Given the shrinking numbers of the Episcopal Church and, and the news reports, almost daily, of new ordinations and the like in the American Ordinariate, I got to thinking: when will the average Sunday attendance (in my view the best barometer on a week-to-week basis of the health of a church) for Ordinariate parishes exceed the Episcopal Church’s? I’ll put the over/under at 3 years. Which side would you take?

3 Responses to The Ordinariate, the Episcopal Church, and the future
  1. Phal
    June 4, 2012 | 11:16 pm

    Think it’s a wash, Mark, at best. I belong to an Anglo-Catholic Episcopal parish in NYC. The numbers have been growing across the board for the past five years–weekly attendance, pledgers and plate income. Much of the growth has come from trans-Tiberian swimmers.

    The membership attrition of the American Episcopal church, is more attributable to the greying of its congregation than anything else. This has been offset, to some degree, by an influx of disaffected Pentacostalists and Catholics who find their church doctrine antithetical to their beliefs regarding same-sex marriage, strictures on ordination, and birth control. (That’s just what I hear from our parishioners.)

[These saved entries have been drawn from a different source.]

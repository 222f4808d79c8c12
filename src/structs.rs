use clap::Parser;

#[derive(Parser)]
#[command(author, version, about, long_about = None)]
pub struct Cli {
    /// Path of the TOML configuration file.
    #[arg(long, default_value = "config.toml")]
    pub config: String,
    /// Create the configuration file if it does not exist or is broken.
    #[arg(long)]
    pub create_config: bool
}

    The interesting thing is, aside from the above, there is very little difference doctrinally between the two faiths-aside from a 16th C. horny king and a land grab.

    From the JV squad,


  2. Mark
    June 5, 2012 | 5:21 pm

    Thanks for the comment, Phal. Glad to hear your parish is growing. But I think you all are probably the exception in the Episcopal Church – the attendance numbers have been imploding for several years, now. Meanwhile, there’s been a veritable ethnic cleansing of Anglo-Catholics and other theologically orthodox folks in almost every diocese in which I’ve represented clients, and across the country. Not all of the people leaving are gray hairs – in fact most are young families with kids. Most have gone to Rome, the Continuum, or one of the other numerous, and growing, Anglican offshoots. A lot of these people will opt into the Ordinariate, I think. As will many Roman Catholics who are tired of their usual crummy liturgy. I frankly think there are more of them than there are RC’s who are disaffected by the institutional church’s orthodox views on social issues. I could be wrong. Time will tell.

    On a personal note, hope you and your family are well. Thanks again for reading and dripping the comment.


  3. William A. Wheatley
    June 8, 2012 | 9:24 pm

    I think the Ordinariate will take off. Where an ordinariate group shares facilities with a Roman Catholic parish, it will revitalize the parish, and both the Romans and the Anglicans in the parish will experience growth. The Ordinariate, if the American Catholic bishops don’t succeed in torpedoing it, will restore traditional Catholicism to the American Catholic Church, and will do it with an Anglican flavor.